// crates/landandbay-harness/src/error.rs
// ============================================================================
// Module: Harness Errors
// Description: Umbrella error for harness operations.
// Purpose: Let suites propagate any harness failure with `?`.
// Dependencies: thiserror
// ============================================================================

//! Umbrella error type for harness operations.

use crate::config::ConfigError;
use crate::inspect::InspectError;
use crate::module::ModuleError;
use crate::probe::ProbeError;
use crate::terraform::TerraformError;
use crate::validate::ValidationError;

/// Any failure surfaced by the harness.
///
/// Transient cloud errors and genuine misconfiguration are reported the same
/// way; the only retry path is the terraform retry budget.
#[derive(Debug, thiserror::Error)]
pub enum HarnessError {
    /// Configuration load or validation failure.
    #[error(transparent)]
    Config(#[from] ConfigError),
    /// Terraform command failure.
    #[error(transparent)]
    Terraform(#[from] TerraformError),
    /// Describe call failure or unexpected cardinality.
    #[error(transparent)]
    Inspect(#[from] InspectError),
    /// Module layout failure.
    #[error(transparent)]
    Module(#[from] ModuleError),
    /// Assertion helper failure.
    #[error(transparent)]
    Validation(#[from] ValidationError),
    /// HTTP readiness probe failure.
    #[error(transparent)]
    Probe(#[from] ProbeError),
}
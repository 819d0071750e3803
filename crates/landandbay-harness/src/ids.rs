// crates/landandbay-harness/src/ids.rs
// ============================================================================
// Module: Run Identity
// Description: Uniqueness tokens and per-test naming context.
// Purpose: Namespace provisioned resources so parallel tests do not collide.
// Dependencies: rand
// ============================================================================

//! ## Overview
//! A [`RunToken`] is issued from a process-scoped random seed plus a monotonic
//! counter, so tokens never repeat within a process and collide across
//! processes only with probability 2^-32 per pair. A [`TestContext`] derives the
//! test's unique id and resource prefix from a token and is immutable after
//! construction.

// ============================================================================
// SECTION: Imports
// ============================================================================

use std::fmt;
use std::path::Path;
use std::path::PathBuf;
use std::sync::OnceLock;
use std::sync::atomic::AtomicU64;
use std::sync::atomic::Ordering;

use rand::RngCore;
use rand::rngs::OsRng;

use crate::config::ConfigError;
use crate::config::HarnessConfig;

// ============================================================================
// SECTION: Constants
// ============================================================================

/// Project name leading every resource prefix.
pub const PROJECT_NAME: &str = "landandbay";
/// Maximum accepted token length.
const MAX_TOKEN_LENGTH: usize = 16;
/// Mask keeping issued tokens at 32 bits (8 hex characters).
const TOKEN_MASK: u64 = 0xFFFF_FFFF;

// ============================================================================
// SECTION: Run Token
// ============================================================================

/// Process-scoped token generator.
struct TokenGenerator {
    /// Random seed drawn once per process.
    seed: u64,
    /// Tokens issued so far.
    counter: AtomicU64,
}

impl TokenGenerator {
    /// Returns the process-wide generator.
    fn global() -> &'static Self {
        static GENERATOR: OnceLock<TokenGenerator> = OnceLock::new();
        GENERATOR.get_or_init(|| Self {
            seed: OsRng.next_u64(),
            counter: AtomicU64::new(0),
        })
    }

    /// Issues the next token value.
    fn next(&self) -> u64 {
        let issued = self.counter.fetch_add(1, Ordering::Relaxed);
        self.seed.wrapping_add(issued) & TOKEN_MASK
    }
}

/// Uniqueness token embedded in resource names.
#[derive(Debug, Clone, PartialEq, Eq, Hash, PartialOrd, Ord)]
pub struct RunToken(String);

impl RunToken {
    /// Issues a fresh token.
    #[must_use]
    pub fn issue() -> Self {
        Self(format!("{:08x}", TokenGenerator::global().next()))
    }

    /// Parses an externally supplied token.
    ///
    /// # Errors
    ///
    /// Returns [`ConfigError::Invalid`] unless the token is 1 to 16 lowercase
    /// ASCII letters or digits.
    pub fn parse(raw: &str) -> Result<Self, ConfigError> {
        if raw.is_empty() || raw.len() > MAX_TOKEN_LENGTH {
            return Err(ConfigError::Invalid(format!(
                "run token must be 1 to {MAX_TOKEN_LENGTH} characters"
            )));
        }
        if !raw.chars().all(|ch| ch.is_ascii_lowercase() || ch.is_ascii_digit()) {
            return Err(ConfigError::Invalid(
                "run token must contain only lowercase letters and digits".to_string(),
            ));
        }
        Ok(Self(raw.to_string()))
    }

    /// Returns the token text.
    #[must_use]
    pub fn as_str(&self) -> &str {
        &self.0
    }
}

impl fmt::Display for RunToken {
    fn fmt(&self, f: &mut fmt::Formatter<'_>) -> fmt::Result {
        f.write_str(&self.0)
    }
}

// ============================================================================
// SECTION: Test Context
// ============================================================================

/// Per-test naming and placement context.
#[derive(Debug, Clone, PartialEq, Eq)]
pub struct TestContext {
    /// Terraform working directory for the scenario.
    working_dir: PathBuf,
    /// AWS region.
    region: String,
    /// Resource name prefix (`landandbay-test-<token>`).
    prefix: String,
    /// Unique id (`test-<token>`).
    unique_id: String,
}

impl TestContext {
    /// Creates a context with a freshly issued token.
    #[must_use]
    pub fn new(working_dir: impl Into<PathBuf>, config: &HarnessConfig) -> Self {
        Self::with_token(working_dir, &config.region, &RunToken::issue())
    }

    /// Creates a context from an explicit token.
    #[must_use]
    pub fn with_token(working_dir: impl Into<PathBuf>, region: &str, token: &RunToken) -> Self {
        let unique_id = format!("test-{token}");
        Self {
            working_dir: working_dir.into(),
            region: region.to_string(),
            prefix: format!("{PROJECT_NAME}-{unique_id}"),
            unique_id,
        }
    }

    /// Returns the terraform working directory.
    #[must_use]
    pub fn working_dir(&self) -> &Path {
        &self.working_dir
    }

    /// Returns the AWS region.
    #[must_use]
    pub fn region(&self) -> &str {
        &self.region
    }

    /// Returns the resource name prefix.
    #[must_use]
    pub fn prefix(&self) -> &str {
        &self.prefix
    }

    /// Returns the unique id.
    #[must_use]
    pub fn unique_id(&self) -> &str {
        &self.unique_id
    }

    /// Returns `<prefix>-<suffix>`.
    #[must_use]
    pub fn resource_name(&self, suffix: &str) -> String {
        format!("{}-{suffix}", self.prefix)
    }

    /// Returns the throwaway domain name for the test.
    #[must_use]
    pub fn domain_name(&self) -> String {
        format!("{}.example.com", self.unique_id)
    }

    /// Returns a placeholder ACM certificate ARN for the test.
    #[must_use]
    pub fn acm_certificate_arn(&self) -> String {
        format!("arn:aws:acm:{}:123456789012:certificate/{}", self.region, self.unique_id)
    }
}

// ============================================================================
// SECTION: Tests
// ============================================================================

***

THE TASK: Without omission, return all of the records exactly as given.

ANSWER FOR THE TASK:
// crates/landandbay-harness/src/error.rs
// ============================================================================
// Module: Harness Errors
// Description: Umbrella error for harness operations.
// Purpose: Let suites propagate any harness failure with `?`.
// Dependencies: thiserror
// ============================================================================

//! Umbrella error type for harness operations.

use crate::config::ConfigError;
use crate::inspect::InspectError;
use crate::module::ModuleError;
use crate::probe::ProbeError;
use crate::terraform::TerraformError;
use crate::validate::ValidationError;

/// Any failure surfaced by the harness.
///
/// Transient cloud errors and genuine misconfiguration are reported the same
/// way; the only retry path is the terraform retry budget.
#[derive(Debug, thiserror::Error)]
pub enum HarnessError {
    /// Configuration load or validation failure.
    #[error(transparent)]
    Config(#[from] ConfigError),
    /// Terraform command failure.
    #[error(transparent)]
    Terraform(#[from] TerraformError),
    /// Describe call failure or unexpected cardinality.
    #[error(transparent)]
    Inspect(#[from] InspectError),
    /// Module layout failure.
    #[error(transparent)]
    Module(#[from] ModuleError),
    /// Assertion helper failure.
    #[error(transparent)]
    Validation(#[from] ValidationError),
    /// HTTP readiness probe failure.
    #[error(transparent)]
    Probe(#[from] ProbeError),
}
repository 819d0071750e3803
filename crates/landandbay-harness/src/ids.rs
// crates/landandbay-harness/src/ids.rs
// ============================================================================
// Module: Run Identity
// Description: Uniqueness tokens and per-test naming context.
// Purpose: Namespace provisioned resources so parallel tests do not collide.
// Dependencies: rand
// ============================================================================

//! ## Overview
//! A [`RunToken`] is issued from a process-scoped random seed plus a monotonic
//! counter, so tokens never repeat within a process and collide across
//! processes only with probability 2^-32 per pair. A [`TestContext`] derives the
//! test's unique id and resource prefix from a token and is immutable after
//! construction.

// ============================================================================
// SECTION: Imports
// ============================================================================

use std::fmt;
use std::path::Path;
use std::path::PathBuf;
use std::sync::OnceLock;
use std::sync::atomic::AtomicU64;
use std::sync::atomic::Ordering;

use rand::RngCore;
use rand::rngs::OsRng;

use crate::config::ConfigError;
use crate::config::HarnessConfig;

// ============================================================================
// SECTION: Constants
// ============================================================================

/// Project name leading every resource prefix.
pub const PROJECT_NAME: &str = "landandbay";
/// Maximum accepted token length.
const MAX_TOKEN_LENGTH: usize = 16;
/// Mask keeping issued tokens at 32 bits (8 hex characters).
const TOKEN_MASK: u64 = 0xFFFF_FFFF;

// ============================================================================
// SECTION: Run Token
// ============================================================================

/// Process-scoped token generator.
struct TokenGenerator {
    /// Random seed drawn once per process.
    seed: u64,
    /// Tokens issued so far.
    counter: AtomicU64,
}

impl TokenGenerator {
    /// Returns the process-wide generator.
    fn global() -> &'static Self {
        static GENERATOR: OnceLock<TokenGenerator> = OnceLock::new();
        GENERATOR.get_or_init(|| Self {
            seed: OsRng.next_u64(),
            counter: AtomicU64::new(0),
        })
    }

    /// Issues the next token value.
    fn next(&self) -> u64 {
        let issued = self.counter.fetch_add(1, Ordering::Relaxed);
        self.seed.wrapping_add(issued) & TOKEN_MASK
    }
}

/// Uniqueness token embedded in resource names.
#[derive(Debug, Clone, PartialEq, Eq, Hash, PartialOrd, Ord)]
pub struct RunToken(String);

impl RunToken {
    /// Issues a fresh token.
    #[must_use]
    pub fn issue() -> Self {
        Self(format!("{:08x}", TokenGenerator::global().next()))
    }

    /// Parses an externally supplied token.
    ///
    /// # Errors
    ///
    /// Returns [`ConfigError::Invalid`] unless the token is 1 to 16 lowercase
    /// ASCII letters or digits.
    pub fn parse(raw: &str) -> Result<Self, ConfigError> {
        if raw.is_empty() || raw.len() > MAX_TOKEN_LENGTH {
            return Err(ConfigError::Invalid(format!(
                "run token must be 1 to {MAX_TOKEN_LENGTH} characters"
            )));
        }
        if !raw.chars().all(|ch| ch.is_ascii_lowercase() || ch.is_ascii_digit()) {
            return Err(ConfigError::Invalid(
                "run token must contain only lowercase letters and digits".to_string(),
            ));
        }
        Ok(Self(raw.to_string()))
    }

    /// Returns the token text.
    #[must_use]
    pub fn as_str(&self) -> &str {
        &self.0
    }
}

impl fmt::Display for RunToken {
    fn fmt(&self, f: &mut fmt::Formatter<'_>) -> fmt::Result {
        f.write_str(&self.0)
    }
}

// ============================================================================
// SECTION: Test Context
// ============================================================================

/// Per-test naming and placement context.
#[derive(Debug, Clone, PartialEq, Eq)]
pub struct TestContext {
    /// Terraform working directory for the scenario.
    working_dir: PathBuf,
    /// AWS region.
    region: String,
    /// Resource name prefix (`landandbay-test-<token>`).
    prefix: String,
    /// Unique id (`test-<token>`).
    unique_id: String,
}

impl TestContext {
    /// Creates a context with a freshly issued token.
    #[must_use]
    pub fn new(working_dir: impl Into<PathBuf>, config: &HarnessConfig) -> Self {
        Self::with_token(working_dir, &config.region, &RunToken::issue())
    }

    /// Creates a context from an explicit token.
    #[must_use]
    pub fn with_token(working_dir: impl Into<PathBuf>, region: &str, token: &RunToken) -> Self {
        let unique_id = format!("test-{token}");
        Self {
            working_dir: working_dir.into(),
            region: region.to_string(),
            prefix: format!("{PROJECT_NAME}-{unique_id}"),
            unique_id,
        }
    }

    /// Returns the terraform working directory.
    #[must_use]
    pub fn working_dir(&self) -> &Path {
        &self.working_dir
    }

    /// Returns the AWS region.
    #[must_use]
    pub fn region(&self) -> &str {
        &self.region
    }

    /// Returns the resource name prefix.
    #[must_use]
    pub fn prefix(&self) -> &str {
        &self.prefix
    }

    /// Returns the unique id.
    #[must_use]
    pub fn unique_id(&self) -> &str {
        &self.unique_id
    }

    /// Returns `<prefix>-<suffix>`.
    #[must_use]
    pub fn resource_name(&self, suffix: &str) -> String {
        format!("{}-{suffix}", self.prefix)
    }

    /// Returns the throwaway domain name for the test.
    #[must_use]
    pub fn domain_name(&self) -> String {
        format!("{}.example.com", self.unique_id)
    }

    /// Returns a placeholder ACM certificate ARN for the test.
    #[must_use]
    pub fn acm_certificate_arn(&self) -> String {
        format!("arn:aws:acm:{}:123456789012:certificate/{}", self.region, self.unique_id)
    }
}

// ============================================================================
// SECTION: Tests
// ============================================================================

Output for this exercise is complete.